Before the advent of Instagram and TikTok, the beauty press largely controlled narratives around which ingredients were buzzy and who should try them, delivering a level of vetting that’s absent in today’s landscape. While it’s great that everyone can now have a mouthpiece to share experiences with and learn about ingredients, it presents new challenges. “I’ve noticed an increased awareness about ingredients. People write to me and DM me all the time with this similar question format: ‘I heard about X ingredient; does it work?’ So they’re definitely hearing about new ingredients.” says Sullivan.
What’s potentially missing from the discovery equation—minus fact-checking it with an expert like Sullivan—is that people are being misguided by a product’s abilities and limitations. “First and foremost, an ingredient must do what it says it does,” says Jennifer Ruff, the founder of Ruff Communications, a press agency that represents brands and experts in the beauty space. Whereas most beauty experts are trained to present a product’s benefits and limitations, that’s not always the case on social platforms. Algorithms are created to sell products, not meet the specific needs of your complexion, so anything that promises life-changing skin benefits will likely rise to the top of your feed regardless of whether or not it works. In contrast, with something more balanced—and less salacious—that might not be the case. Horror stories of ingredients gone wrong abound on the internet, and without the technical knowledge of which ingredient is right for which skin type, you might find yourself reaching for something that isn’t right for your skin.
How all of this impacts your own approach to skin care
While the latest ingredients always sound promising in theory, it’s important to educate yourself about what they do and not get caught up in the buzz. “When you speak to most medical professionals, regardless of their field of study, less is more, and quality is better than quantity,” says Ruff. This message, which most beauty professionals co-sign, is contrary to what you might otherwise hear on social media, where products are regularly slung around in more-is-better fashion.

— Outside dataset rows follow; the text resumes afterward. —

//! Docking Worker Binary
//!
//! Loads configuration, opens the record store, seeds the protein library
//! and runs the worker pool until ctrl-c.

use std::sync::Arc;

use anyhow::{Context, Result};
use tokio::signal;
use tokio_util::sync::CancellationToken;
use tracing::info;

use docking_core::config::{ConfigManager, StorageBackend};
use docking_core::engine::{engine_from_config, preparer_from_config};
use docking_core::logging::init_structured_logging;
use docking_core::messaging::{InMemoryJobQueue, JobQueue, WorkerPool};
use docking_core::orchestration::TaskExecutor;
use docking_core::seed::seed_proteins;
use docking_core::storage::{MemoryStore, Store};

#[tokio::main]
async fn main() -> Result<()> {
    init_structured_logging();

    let manager = ConfigManager::load().context("loading configuration")?;
    let config = manager.config();
    info!(
        environment = manager.environment(),
        source = ?manager.source_file(),
        "Starting docking worker"
    );

    let store = open_store(config).await?;
    let seeded = seed_proteins(
        store.as_ref(),
        &config.seed,
        &config.storage.protein_library_root,
    )
    .await
    .context("seeding protein library")?;
    info!(seeded, "Protein library ready");

    let queue: Arc<dyn JobQueue> = Arc::new(InMemoryJobQueue::new());
    let executor = TaskExecutor::new(
        store.clone(),
        config,
        engine_from_config(&config.engine),
        preparer_from_config(&config.engine),
    );
    let pool = WorkerPool::new(queue, executor, &config.execution);

    let shutdown = CancellationToken::new();
    let pool_handle = tokio::spawn(pool.run(shutdown.clone()));

    signal::ctrl_c().await.context("waiting for ctrl-c")?;
    info!("Shutdown signal received; draining in-flight deliveries");
    shutdown.cancel();
    pool_handle.await.context("worker pool task")?;

    info!("Docking worker stopped");
    Ok(())
}

async fn open_store(config: &docking_core::DockingConfig) -> Result<Arc<dyn Store>> {
    match config.storage.backend {
        StorageBackend::Memory => Ok(Arc::new(MemoryStore::new())),
        #[cfg(feature = "postgres")]
        StorageBackend::Postgres => {
            let url = config
                .storage
                .database_url
                .as_deref()
                .context("storage.database_url is required for the postgres backend")?;
            let store = docking_core::storage::PgStore::connect(url, config.storage.max_connections)
                .await
                .context("connecting to PostgreSQL")?;
            Ok(Arc::new(store))
        }
        #[cfg(not(feature = "postgres"))]
        StorageBackend::Postgres => {
            anyhow::bail!("built without the postgres feature")
        }
    }
}
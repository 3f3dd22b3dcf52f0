//! Immutable preset registry handed to the task graph builder.

use std::collections::BTreeMap;

use crate::config::PresetTable;
use crate::error::{DockingError, Result};
use crate::models::{RunOptionOverrides, RunOptions};

#[derive(Debug, Clone, PartialEq)]
pub struct PresetRegistry {
    /// Keys are lowercase
    presets: BTreeMap<String, RunOptions>,
}

impl PresetRegistry {
    pub fn new(table: &PresetTable) -> Self {
        Self {
            presets: table
                .0
                .iter()
                .map(|(name, options)| (name.to_ascii_lowercase(), *options))
                .collect(),
        }
    }

    /// Case-insensitive lookup
    pub fn get(&self, name: &str) -> Option<&RunOptions> {
        self.presets.get(&name.trim().to_ascii_lowercase())
    }

    /// Resolve a preset and merge overrides on top, field by field.
    /// Returns the normalised preset name with the options.
    pub fn resolve(
        &self,
        name: &str,
        overrides: &RunOptionOverrides,
    ) -> Result<(String, RunOptions)> {
        let normalized = name.trim().to_ascii_lowercase();
        let base = self
            .presets
            .get(&normalized)
            .ok_or_else(|| DockingError::UnknownPreset(name.to_string()))?;
        Ok((normalized, base.with_overrides(overrides)))
    }

    pub fn names(&self) -> impl Iterator<Item = &str> {
        self.presets.keys().map(String::as_str)
    }
}

impl Default for PresetRegistry {
    fn default() -> Self {
        Self::new(&PresetTable::default())
    }
}
//! Shared fixtures for integration tests: a temporary protein library and
//! object store, an in-memory store and queue, and the service and executor
//! wired the way the worker binary wires them.

#![allow(dead_code)]

pub mod builders;
pub mod flaky_store;
pub mod strategies;

use std::sync::Arc;
use std::time::Duration;

use tempfile::TempDir;
use uuid::Uuid;

use docking_core::config::DockingConfig;
use docking_core::engine::{DockingEngine, MockEngine, PlaceholderPreparer};
use docking_core::messaging::{InMemoryJobQueue, JobQueue, WorkerPool};
use docking_core::models::{Ligand, NewLigand, Protein};
use docking_core::orchestration::TaskExecutor;
use docking_core::service::DockingService;
use docking_core::storage::Store;

pub use builders::*;
pub use flaky_store::FlakyStore;

pub struct TestHarness {
    pub dir: TempDir,
    pub config: DockingConfig,
    pub store: Arc<FlakyStore>,
    pub queue: Arc<InMemoryJobQueue>,
    pub service: DockingService,
    pub executor: TaskExecutor,
}

impl TestHarness {
    pub fn new() -> Self {
        Self::with_config(|_| {})
    }

    /// Harness with configuration tweaks applied on top of test defaults
    pub fn with_config(tweak: impl FnOnce(&mut DockingConfig)) -> Self {
        Self::with_engine(tweak, Arc::new(MockEngine::new()))
    }

    /// Harness whose executor docks with `engine`
    pub fn with_engine(
        tweak: impl FnOnce(&mut DockingConfig),
        engine: Arc<dyn DockingEngine>,
    ) -> Self {
        let dir = tempfile::tempdir().expect("temp dir");
        let mut config = DockingConfig::default();
        config.storage.object_store_root = dir.path().join("objects");
        config.storage.protein_library_root = dir.path().join("library");
        config.execution.worker_concurrency = 4;
        config.backoff.base_delay_ms = 1;
        config.backoff.max_delay_ms = 5;
        tweak(&mut config);
        std::fs::create_dir_all(&config.storage.protein_library_root).expect("library dir");

        let store = Arc::new(FlakyStore::new());
        let queue = Arc::new(InMemoryJobQueue::new());
        let service = DockingService::from_config(store.clone(), queue.clone(), &config);
        let executor = TaskExecutor::new(
            store.clone(),
            &config,
            engine,
            Arc::new(PlaceholderPreparer),
        );

        Self {
            dir,
            config,
            store,
            queue,
            service,
            executor,
        }
    }

    pub fn pool(&self) -> WorkerPool {
        WorkerPool::new(self.queue.clone(), self.executor.clone(), &self.config.execution)
    }

    /// Library directory of one protein
    pub fn protein_dir(&self, protein_id: &str) -> std::path::PathBuf {
        self.config.storage.protein_library_root.join(protein_id)
    }

    /// Register a protein whose receptor file exists in the library
    pub async fn add_protein(&self, protein_id: &str) -> Protein {
        self.add_protein_with_files(protein_id, &[]).await
    }

    /// Register a protein and write extra files (name, contents) next to its receptor
    pub async fn add_protein_with_files(&self, protein_id: &str, files: &[(&str, &str)]) -> Protein {
        let dir = self.protein_dir(protein_id);
        std::fs::create_dir_all(&dir).expect("protein dir");
        std::fs::write(dir.join("receptor.pdbqt"), "REMARK receptor\n").expect("receptor");
        for (name, contents) in files {
            std::fs::write(dir.join(name), contents).expect("protein file");
        }

        let protein = Protein::new(
            protein_id,
            format!("Protein {protein_id}"),
            format!("{protein_id}/receptor.pdbqt"),
        );
        self.store.upsert_protein(&protein).await.expect("upsert protein");
        protein
    }

    /// Register `count` proteins named P1..Pcount and return their ids
    pub async fn add_proteins(&self, count: usize) -> Vec<String> {
        let mut ids = Vec::with_capacity(count);
        for n in 1..=count {
            let id = format!("P{n}");
            self.add_protein(&id).await;
            ids.push(id);
        }
        ids
    }

    pub async fn add_ligand(&self, name: &str, smiles: &str) -> Ligand {
        self.service
            .create_ligand(NewLigand::from_smiles(name, smiles))
            .await
            .expect("create ligand")
    }

    /// Execute queued deliveries inline until the queue stays empty
    pub async fn drain(&self) -> usize {
        let pool = self.pool();
        let mut processed = 0;
        loop {
            match tokio::time::timeout(Duration::from_millis(250), self.queue.receive()).await {
                Ok(Ok(Some(delivery))) => {
                    pool.process(delivery).await;
                    processed += 1;
                }
                _ => return processed,
            }
        }
    }

    pub async fn task_ids(&self, run_id: Uuid) -> Vec<Uuid> {
        self.store
            .list_tasks(run_id)
            .await
            .expect("list tasks")
            .into_iter()
            .map(|t| t.task_id)
            .collect()
    }
}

That means that when you hear about an ingredient or a product, it’s most important first to ask yourself whether or not it’s right for your skin-care conditions and then stick with it for at least a month, the minimum time it takes for our skin cells to turn over and show if a product is working. This approach, explain experts, will be more cost-effective and net you better results than constantly chasing what’s new or what’s next.